[Saved entries]
^^^^
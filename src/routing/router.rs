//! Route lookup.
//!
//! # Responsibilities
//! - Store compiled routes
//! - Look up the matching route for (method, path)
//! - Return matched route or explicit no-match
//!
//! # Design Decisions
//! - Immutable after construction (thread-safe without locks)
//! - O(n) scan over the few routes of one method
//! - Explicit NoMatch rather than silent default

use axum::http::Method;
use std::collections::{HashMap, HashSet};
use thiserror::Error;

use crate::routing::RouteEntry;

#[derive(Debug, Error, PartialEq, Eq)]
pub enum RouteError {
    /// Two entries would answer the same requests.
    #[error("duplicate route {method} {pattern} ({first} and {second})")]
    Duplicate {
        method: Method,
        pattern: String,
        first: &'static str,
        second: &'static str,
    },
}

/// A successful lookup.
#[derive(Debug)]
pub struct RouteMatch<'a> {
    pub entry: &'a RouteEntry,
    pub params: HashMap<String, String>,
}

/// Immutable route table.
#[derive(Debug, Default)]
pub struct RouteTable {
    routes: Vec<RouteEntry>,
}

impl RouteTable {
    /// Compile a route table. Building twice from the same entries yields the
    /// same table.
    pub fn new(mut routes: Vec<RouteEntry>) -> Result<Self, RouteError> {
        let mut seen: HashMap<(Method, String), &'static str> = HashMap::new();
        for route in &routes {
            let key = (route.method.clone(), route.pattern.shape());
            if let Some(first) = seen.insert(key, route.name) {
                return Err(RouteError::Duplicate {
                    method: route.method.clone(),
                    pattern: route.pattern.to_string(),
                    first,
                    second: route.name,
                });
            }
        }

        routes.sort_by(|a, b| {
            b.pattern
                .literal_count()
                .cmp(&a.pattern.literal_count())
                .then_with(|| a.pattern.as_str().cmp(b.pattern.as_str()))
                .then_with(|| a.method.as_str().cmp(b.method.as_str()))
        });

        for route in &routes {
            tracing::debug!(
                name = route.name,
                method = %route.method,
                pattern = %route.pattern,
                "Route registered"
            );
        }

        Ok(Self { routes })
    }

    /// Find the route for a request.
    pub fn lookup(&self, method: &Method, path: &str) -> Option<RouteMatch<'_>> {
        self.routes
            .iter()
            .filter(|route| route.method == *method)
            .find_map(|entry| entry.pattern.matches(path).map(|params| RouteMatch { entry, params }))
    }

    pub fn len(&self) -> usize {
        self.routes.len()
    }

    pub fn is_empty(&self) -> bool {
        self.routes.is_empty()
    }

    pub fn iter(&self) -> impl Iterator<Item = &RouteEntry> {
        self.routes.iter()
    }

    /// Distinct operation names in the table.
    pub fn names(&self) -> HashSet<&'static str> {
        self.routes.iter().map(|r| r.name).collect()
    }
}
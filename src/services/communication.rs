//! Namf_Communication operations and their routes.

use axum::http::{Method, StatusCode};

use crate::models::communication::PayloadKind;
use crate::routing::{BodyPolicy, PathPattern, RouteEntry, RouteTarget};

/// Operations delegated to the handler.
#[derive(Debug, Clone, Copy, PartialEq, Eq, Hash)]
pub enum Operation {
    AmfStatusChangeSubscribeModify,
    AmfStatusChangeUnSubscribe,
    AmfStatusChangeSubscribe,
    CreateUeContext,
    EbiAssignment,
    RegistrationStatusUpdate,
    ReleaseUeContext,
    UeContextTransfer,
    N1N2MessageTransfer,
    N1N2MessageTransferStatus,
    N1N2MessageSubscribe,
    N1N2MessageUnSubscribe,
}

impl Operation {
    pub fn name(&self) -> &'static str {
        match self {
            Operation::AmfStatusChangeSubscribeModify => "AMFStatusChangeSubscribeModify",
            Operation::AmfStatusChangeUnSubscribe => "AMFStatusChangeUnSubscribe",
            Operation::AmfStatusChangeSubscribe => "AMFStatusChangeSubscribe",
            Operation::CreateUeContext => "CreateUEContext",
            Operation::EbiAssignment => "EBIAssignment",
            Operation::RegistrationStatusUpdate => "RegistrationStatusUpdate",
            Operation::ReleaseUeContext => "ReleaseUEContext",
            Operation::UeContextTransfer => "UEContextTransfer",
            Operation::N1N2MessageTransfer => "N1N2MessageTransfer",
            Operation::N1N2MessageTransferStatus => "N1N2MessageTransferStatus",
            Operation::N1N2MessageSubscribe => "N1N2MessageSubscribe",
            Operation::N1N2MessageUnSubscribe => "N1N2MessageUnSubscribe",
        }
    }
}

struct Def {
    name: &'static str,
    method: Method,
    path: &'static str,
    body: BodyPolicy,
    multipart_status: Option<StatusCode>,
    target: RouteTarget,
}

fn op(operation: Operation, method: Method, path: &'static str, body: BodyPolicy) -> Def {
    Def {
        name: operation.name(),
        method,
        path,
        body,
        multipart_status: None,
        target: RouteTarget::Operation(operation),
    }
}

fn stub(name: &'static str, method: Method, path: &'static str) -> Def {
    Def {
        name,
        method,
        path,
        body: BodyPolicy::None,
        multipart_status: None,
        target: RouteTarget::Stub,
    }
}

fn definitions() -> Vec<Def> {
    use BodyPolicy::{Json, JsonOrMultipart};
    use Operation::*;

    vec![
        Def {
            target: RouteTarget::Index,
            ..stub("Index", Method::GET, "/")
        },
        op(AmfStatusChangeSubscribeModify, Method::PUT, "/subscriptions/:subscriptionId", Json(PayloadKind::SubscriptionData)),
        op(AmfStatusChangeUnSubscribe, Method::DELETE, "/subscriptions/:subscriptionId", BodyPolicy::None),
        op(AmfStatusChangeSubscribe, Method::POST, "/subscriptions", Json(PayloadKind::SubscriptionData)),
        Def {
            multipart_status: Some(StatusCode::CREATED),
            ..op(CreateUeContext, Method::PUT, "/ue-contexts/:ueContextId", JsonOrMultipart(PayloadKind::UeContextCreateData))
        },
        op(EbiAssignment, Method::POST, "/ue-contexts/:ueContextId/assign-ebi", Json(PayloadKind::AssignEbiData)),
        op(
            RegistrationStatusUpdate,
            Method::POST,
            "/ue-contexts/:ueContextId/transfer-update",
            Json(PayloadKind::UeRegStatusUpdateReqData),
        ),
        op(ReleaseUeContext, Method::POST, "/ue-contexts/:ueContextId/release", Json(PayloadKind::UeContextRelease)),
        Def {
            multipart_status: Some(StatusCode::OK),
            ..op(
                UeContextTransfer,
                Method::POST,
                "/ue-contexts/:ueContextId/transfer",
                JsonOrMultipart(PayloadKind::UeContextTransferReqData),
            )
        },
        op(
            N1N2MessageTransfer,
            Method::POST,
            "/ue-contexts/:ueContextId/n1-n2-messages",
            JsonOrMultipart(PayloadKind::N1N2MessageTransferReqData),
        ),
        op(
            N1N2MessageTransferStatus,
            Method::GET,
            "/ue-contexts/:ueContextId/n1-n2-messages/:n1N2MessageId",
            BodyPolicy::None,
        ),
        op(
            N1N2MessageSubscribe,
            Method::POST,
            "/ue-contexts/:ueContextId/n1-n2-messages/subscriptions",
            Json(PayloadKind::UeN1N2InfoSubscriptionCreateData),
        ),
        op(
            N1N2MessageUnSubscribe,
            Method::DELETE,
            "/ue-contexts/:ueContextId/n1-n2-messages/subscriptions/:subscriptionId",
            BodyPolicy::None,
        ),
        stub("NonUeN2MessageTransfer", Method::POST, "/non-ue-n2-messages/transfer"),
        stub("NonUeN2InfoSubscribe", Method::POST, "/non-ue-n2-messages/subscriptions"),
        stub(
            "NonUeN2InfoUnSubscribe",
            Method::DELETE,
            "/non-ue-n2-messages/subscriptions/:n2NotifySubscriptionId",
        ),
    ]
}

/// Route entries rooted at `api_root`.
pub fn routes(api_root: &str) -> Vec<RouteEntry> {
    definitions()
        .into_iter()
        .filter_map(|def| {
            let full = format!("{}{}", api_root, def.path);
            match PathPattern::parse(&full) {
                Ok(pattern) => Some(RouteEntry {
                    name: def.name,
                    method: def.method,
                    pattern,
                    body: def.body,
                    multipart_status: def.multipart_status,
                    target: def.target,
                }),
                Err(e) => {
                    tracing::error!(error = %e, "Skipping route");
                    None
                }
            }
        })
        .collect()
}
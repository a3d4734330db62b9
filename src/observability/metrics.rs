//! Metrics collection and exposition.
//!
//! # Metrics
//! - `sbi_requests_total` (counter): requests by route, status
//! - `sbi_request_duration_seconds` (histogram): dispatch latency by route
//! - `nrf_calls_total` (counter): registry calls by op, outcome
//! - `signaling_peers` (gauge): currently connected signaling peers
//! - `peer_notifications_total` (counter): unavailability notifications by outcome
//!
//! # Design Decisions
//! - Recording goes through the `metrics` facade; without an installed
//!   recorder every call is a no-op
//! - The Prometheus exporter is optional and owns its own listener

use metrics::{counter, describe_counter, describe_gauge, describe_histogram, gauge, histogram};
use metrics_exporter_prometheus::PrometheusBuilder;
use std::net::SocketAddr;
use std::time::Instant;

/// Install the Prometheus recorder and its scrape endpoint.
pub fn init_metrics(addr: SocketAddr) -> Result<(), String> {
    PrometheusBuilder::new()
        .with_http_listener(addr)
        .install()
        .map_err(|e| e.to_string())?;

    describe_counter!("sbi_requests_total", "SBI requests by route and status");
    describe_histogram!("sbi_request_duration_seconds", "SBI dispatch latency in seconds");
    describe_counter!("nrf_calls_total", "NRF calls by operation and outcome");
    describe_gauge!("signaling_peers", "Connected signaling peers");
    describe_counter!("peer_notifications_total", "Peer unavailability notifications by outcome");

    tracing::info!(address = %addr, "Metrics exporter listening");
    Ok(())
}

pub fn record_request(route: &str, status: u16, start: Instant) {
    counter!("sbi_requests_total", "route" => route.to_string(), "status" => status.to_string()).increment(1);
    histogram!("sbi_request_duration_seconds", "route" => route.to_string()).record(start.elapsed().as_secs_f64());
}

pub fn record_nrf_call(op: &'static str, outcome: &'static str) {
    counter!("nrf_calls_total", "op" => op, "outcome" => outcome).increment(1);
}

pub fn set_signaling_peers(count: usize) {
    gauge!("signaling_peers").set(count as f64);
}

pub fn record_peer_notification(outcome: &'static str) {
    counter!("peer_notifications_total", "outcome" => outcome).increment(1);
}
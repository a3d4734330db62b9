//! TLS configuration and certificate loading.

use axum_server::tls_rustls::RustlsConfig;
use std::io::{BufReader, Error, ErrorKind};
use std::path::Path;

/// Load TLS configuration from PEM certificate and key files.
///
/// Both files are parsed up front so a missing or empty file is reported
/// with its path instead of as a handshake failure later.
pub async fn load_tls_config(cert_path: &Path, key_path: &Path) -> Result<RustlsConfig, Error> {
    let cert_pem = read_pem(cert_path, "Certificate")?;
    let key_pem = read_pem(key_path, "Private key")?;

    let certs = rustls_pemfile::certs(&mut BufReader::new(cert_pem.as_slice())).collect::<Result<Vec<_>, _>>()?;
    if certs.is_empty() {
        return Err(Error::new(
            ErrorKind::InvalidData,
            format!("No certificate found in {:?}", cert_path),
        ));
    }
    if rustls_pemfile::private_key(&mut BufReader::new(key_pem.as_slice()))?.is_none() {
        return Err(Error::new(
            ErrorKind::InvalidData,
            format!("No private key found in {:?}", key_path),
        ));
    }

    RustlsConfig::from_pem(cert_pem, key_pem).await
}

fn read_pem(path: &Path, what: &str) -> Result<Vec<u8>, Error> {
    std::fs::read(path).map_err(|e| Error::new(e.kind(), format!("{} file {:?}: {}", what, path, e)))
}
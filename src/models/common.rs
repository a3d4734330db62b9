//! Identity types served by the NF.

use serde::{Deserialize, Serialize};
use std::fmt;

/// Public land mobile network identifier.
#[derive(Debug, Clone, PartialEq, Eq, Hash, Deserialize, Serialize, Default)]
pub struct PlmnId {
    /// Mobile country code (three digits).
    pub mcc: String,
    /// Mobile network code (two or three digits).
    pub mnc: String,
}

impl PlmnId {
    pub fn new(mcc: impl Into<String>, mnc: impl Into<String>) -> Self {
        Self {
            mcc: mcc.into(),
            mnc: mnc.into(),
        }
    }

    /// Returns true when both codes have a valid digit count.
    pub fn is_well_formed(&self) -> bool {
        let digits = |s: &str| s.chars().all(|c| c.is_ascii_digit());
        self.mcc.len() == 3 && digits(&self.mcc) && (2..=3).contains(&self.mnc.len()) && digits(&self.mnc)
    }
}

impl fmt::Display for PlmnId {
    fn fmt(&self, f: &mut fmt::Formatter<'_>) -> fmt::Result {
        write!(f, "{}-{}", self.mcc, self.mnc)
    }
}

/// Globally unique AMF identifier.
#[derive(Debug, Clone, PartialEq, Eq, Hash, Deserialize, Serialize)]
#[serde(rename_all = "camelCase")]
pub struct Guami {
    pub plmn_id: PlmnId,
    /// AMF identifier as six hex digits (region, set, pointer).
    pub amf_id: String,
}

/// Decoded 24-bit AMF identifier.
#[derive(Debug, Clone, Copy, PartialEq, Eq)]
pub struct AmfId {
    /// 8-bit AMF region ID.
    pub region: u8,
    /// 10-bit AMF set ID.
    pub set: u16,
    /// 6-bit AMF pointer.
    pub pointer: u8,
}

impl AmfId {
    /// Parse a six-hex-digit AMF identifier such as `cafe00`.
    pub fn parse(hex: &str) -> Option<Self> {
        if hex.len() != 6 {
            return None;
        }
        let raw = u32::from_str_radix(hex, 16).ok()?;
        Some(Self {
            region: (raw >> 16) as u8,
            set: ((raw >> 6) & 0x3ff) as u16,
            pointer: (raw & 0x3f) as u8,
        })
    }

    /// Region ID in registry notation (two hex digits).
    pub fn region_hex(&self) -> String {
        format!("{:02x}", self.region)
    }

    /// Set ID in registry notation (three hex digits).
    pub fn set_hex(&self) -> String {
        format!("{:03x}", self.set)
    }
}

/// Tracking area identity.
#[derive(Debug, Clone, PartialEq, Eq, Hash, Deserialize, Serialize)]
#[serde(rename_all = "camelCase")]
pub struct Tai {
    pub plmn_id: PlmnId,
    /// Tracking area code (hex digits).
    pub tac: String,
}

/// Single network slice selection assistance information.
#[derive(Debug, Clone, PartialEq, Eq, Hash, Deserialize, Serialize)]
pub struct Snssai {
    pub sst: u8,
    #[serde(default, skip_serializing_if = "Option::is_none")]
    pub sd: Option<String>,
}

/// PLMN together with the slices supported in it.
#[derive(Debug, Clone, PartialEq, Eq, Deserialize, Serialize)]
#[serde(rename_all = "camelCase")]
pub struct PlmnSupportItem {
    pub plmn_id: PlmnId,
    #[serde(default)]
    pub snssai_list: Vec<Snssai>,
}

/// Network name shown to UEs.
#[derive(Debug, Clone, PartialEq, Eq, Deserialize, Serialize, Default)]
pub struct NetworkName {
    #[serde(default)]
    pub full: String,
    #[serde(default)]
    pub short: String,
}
^^^^
### ASSIGNED TASK
Show all lines from the records above where the word "RustlsConfig" occurs.

### RESPONSE TO THIS TASK
use axum_server::tls_rustls::RustlsConfig;
pub async fn load_tls_config(cert_path: &Path, key_path: &Path) -> Result<RustlsConfig, Error> {
    RustlsConfig::from_pem(cert_pem, key_pem).await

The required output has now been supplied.